◆ What you should do ◆
Your answer must be a single number: how many lines of the data include "UnboundedSender".

[Stored items]
- - - -
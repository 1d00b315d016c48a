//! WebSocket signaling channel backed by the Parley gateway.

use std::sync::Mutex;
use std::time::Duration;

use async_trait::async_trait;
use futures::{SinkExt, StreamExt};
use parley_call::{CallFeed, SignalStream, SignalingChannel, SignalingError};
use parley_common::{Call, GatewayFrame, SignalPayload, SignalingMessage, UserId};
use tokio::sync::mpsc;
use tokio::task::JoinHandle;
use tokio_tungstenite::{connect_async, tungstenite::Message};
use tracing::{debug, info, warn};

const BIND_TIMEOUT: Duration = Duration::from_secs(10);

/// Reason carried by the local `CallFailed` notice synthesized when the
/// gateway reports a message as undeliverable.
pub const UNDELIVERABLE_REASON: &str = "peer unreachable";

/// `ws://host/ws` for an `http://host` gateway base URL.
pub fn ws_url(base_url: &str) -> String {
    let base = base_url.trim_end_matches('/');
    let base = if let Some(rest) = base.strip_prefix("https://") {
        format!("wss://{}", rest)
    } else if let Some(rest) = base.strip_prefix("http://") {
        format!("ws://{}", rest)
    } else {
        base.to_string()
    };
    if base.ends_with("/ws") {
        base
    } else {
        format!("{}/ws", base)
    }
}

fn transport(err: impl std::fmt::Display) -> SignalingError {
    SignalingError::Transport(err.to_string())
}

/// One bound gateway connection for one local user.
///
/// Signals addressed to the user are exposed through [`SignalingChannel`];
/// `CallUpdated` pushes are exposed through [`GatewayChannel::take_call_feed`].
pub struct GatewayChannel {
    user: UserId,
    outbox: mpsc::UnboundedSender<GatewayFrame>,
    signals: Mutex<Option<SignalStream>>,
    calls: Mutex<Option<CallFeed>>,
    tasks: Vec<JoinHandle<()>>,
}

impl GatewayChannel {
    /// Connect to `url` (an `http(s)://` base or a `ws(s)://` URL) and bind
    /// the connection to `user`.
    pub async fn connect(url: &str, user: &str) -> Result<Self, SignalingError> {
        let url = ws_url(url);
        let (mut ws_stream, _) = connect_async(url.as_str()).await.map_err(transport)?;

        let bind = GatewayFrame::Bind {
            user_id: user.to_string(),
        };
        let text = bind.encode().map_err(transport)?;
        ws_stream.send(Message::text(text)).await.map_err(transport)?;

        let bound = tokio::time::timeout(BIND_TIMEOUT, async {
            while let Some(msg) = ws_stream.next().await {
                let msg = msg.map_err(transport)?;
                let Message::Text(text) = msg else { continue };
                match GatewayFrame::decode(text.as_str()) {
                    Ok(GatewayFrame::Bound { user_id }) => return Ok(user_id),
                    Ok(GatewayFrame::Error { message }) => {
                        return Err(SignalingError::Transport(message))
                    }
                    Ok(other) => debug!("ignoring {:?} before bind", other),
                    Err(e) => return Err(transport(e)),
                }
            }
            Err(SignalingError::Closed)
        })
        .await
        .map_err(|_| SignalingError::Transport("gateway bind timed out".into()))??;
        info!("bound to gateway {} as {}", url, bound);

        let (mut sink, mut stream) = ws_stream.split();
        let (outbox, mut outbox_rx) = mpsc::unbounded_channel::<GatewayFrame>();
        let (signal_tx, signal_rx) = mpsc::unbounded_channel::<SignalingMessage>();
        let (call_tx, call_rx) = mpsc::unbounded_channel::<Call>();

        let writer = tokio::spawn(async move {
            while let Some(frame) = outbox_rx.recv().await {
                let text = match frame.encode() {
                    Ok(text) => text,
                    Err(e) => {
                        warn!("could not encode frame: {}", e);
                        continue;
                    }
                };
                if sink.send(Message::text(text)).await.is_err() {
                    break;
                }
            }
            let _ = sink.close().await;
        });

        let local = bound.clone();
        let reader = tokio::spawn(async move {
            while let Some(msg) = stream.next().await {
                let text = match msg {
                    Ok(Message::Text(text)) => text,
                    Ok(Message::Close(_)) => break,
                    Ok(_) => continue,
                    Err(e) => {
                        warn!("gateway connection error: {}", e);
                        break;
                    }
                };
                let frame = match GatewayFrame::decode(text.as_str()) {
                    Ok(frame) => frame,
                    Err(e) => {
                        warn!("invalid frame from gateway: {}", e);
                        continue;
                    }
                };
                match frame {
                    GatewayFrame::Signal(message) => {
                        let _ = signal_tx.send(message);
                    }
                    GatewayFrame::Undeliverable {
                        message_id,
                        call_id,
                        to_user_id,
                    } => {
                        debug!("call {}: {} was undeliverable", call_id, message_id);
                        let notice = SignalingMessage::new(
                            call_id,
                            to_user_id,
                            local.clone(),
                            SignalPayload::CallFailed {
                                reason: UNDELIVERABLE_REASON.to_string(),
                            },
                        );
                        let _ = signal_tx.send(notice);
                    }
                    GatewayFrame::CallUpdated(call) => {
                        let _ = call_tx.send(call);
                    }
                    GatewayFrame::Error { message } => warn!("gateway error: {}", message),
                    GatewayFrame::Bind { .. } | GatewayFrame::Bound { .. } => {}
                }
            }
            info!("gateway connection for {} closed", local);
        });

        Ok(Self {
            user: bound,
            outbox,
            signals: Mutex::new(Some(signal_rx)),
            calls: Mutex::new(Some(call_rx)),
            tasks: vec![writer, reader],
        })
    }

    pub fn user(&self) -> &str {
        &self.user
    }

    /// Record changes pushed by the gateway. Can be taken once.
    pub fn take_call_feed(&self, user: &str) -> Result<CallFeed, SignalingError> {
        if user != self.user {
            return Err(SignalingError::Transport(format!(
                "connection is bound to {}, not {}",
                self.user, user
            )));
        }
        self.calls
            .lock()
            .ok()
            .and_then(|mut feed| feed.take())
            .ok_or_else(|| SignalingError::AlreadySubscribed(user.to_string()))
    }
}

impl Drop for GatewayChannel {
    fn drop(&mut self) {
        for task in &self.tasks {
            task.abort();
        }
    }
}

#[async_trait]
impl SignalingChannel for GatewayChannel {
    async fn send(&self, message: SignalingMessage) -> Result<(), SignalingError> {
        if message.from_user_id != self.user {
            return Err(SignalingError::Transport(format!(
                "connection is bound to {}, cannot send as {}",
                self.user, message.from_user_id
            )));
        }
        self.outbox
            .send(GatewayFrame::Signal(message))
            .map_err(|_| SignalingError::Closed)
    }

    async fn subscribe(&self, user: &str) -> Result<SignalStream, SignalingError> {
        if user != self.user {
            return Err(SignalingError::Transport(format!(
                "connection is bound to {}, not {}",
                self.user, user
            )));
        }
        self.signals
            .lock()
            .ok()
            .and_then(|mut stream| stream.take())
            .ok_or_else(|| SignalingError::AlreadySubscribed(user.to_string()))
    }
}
- - - -
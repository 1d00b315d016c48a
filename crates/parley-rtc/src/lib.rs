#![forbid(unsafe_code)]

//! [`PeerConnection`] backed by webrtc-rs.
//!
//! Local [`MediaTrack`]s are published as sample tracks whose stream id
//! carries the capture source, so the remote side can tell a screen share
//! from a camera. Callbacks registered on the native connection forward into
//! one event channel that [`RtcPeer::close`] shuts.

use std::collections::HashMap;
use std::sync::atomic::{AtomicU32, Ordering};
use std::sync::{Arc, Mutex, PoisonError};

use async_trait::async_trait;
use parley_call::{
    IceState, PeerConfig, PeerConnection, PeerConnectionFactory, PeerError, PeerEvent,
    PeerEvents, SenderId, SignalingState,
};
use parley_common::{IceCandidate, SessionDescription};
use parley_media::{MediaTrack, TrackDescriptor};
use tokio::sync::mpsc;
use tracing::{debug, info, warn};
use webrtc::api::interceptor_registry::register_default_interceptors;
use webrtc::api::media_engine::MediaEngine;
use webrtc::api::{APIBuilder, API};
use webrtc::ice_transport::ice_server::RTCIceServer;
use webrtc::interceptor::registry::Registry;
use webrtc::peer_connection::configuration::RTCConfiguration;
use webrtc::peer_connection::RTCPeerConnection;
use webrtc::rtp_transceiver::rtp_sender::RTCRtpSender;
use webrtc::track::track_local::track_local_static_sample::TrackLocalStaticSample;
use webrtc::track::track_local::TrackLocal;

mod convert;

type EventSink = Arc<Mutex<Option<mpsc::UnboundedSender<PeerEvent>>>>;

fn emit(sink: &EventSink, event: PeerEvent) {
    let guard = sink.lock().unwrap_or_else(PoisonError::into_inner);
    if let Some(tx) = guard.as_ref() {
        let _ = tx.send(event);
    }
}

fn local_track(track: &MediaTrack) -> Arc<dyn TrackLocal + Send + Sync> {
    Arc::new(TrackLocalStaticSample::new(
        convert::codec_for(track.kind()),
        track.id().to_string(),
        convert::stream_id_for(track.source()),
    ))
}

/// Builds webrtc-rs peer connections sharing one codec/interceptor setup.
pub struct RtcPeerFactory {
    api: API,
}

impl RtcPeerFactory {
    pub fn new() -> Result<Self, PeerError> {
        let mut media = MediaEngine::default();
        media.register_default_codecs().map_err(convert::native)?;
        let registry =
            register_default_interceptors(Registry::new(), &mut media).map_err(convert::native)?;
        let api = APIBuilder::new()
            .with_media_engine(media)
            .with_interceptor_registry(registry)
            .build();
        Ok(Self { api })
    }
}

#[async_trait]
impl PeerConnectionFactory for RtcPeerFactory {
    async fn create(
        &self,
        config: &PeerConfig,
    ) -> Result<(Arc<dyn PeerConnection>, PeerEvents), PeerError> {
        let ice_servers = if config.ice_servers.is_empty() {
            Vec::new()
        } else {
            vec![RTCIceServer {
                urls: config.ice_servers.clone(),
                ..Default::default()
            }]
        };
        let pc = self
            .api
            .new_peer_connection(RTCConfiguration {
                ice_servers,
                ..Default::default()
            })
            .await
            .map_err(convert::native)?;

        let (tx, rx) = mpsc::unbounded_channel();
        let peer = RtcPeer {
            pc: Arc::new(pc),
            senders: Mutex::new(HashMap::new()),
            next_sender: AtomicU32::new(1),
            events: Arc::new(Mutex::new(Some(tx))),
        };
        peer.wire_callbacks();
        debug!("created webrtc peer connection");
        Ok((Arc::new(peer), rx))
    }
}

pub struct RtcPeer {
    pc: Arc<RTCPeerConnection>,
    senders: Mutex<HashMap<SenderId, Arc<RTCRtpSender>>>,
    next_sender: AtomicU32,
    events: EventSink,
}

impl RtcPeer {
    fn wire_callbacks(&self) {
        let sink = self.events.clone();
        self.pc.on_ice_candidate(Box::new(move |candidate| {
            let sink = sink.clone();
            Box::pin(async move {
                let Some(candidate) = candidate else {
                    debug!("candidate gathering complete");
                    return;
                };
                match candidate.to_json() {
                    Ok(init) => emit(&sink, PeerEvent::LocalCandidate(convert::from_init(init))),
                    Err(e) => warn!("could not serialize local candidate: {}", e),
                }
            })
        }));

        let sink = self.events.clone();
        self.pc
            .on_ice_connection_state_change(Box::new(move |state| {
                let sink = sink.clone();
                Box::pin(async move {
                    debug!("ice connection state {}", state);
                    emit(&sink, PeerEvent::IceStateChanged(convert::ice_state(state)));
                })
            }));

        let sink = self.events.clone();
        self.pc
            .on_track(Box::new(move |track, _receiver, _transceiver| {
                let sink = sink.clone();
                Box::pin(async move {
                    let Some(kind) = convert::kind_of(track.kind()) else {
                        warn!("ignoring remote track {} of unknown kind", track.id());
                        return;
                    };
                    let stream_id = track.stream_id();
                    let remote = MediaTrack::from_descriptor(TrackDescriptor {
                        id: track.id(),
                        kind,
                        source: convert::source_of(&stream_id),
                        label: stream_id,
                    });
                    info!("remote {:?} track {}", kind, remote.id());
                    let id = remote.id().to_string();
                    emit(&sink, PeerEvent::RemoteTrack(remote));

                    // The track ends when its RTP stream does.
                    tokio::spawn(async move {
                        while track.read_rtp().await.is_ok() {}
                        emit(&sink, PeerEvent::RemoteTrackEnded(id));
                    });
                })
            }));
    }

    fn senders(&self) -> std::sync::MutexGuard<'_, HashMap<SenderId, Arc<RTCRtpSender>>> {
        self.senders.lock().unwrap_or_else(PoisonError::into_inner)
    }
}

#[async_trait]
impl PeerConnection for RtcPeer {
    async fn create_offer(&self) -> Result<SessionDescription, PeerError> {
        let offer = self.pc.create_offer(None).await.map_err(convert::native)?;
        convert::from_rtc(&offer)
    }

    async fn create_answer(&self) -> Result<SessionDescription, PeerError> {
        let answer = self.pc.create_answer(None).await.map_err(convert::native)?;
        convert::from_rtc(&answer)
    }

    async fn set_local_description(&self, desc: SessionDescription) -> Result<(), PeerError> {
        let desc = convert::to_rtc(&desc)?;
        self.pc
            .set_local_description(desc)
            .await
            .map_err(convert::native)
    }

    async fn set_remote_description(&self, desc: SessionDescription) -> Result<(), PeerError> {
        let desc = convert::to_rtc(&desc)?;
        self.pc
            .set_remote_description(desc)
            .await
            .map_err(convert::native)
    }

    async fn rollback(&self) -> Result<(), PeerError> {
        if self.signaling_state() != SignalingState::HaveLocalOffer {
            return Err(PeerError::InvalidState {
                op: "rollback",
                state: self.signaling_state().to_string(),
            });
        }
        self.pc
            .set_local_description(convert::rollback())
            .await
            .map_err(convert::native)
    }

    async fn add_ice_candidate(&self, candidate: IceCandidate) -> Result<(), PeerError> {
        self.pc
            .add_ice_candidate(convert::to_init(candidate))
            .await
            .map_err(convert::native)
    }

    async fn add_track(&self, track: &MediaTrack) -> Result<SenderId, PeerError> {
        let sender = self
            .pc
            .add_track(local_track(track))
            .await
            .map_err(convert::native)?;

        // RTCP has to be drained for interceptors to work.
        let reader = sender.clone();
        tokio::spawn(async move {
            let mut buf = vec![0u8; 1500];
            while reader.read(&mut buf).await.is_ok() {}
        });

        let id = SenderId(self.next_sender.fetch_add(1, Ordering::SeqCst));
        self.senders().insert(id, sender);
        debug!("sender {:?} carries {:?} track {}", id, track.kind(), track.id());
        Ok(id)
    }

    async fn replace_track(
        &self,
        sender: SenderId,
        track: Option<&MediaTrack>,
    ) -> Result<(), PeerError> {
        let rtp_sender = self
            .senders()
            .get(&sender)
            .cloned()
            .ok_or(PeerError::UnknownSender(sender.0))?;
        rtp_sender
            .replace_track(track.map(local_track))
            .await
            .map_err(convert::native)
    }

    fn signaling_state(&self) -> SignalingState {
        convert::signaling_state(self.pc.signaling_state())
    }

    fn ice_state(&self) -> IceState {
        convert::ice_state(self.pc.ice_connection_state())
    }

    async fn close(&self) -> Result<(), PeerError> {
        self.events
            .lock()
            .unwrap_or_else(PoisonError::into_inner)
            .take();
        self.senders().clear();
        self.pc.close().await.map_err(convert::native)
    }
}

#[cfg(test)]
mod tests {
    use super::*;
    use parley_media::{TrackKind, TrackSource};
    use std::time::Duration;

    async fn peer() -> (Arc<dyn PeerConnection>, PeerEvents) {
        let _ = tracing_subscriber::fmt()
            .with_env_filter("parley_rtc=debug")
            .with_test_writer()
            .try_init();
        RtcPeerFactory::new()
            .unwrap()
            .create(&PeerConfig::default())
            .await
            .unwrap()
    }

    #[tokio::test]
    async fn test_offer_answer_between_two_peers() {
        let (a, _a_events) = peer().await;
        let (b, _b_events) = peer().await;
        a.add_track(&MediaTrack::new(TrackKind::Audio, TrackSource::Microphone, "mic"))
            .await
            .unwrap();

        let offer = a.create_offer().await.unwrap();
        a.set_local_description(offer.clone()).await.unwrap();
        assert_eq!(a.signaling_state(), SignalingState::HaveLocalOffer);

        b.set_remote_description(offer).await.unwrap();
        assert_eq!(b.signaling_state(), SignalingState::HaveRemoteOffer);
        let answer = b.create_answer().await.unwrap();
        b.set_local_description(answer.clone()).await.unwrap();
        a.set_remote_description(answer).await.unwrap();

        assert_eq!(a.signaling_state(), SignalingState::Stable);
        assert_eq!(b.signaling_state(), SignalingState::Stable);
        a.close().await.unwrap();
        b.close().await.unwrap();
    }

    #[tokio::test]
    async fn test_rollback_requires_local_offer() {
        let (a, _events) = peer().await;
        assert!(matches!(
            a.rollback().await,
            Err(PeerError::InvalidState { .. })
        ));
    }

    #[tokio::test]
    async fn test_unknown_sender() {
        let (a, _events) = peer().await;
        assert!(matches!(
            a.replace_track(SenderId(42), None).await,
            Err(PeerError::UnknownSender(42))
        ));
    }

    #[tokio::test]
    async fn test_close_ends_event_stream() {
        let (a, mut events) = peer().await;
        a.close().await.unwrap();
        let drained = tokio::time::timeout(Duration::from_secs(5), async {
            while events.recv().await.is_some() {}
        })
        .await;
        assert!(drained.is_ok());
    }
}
- - - -
◆ Answer area ◆
2